Task instructions
Each line of the entries that mentions the string "class" needs to be reported.

Extracted material
mod input;
mod output;
mod screen;
mod terminal;

pub use input::Input;
pub use output::Output;
pub use screen::Screen;
pub use terminal::Terminal;
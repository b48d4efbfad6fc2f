//! Top-level screen component.
//!
//! Switches between the shell (terminal plus editor overlay) and the
//! direct section view.

use leptos::prelude::*;

use super::terminal::Terminal;
use crate::app::AppContext;
use crate::components::editor::{EditorOverlay, SectionView};

stylance::import_crate_style!(css, "src/components/terminal/screen.module.css");

/// Auto-scroll output to bottom when history changes.
fn setup_autoscroll_effect(ctx: AppContext, output_ref: NodeRef<leptos::html::Div>) {
    Effect::new(move || {
        ctx.shell.with(|s| s.history().len());
        if let Some(el) = output_ref.get() {
            el.set_scroll_top(el.scroll_height());
        }
    });
}

#[component]
pub fn Screen() -> impl IntoView {
    let Some(ctx) = use_context::<AppContext>() else {
        log::error!("AppContext must be provided at root");
        return ().into_any();
    };

    let output_ref = NodeRef::<leptos::html::Div>::new();
    setup_autoscroll_effect(ctx, output_ref);

    let shell_visible = move || ctx.shell.with(|s| s.session().shell_visible());
    let overlay_open = move || ctx.shell.with(|s| s.session().mode().is_overlay());
    let theme = move || ctx.shell.with(|s| s.session().theme().to_string());

    view! {
        <div class=css::screen data-theme=theme>
            <div class=css::toolbar>
                <button class=css::toggle on:click=move |_| ctx.toggle_shell_view()>
                    {move || if shell_visible() { "Direct view" } else { "Shell view" }}
                </button>
                <button class=css::toggle on:click=move |_| ctx.toggle_theme()>
                    {move || format!("Theme: {}", theme())}
                </button>
            </div>

            <div class=css::main>
                <Show
                    when=shell_visible
                    fallback=|| view! { <SectionView /> }
                >
                    <Terminal output_ref=output_ref />
                    <Show when=overlay_open fallback=|| ()>
                        <EditorOverlay />
                    </Show>
                </Show>
            </div>
        </div>
    }
    .into_any()
}
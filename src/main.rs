mod app;
mod components;
mod logger;

use app::App;
use leptos::prelude::*;
use wasm_bindgen::JsCast;

fn main() {
    console_error_panic_hook::set_once();
    logger::init(log::LevelFilter::Debug);

    let Some(root) = document().get_element_by_id("app") else {
        log::error!("missing #app element");
        return;
    };

    mount_to(root.unchecked_into::<web_sys::HtmlElement>(), App).forget();
}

Output for this task
        <div class=css::screen data-theme=theme>
            <div class=css::toolbar>
                <button class=css::toggle on:click=move |_| ctx.toggle_shell_view()>
                <button class=css::toggle on:click=move |_| ctx.toggle_theme()>
            <div class=css::main>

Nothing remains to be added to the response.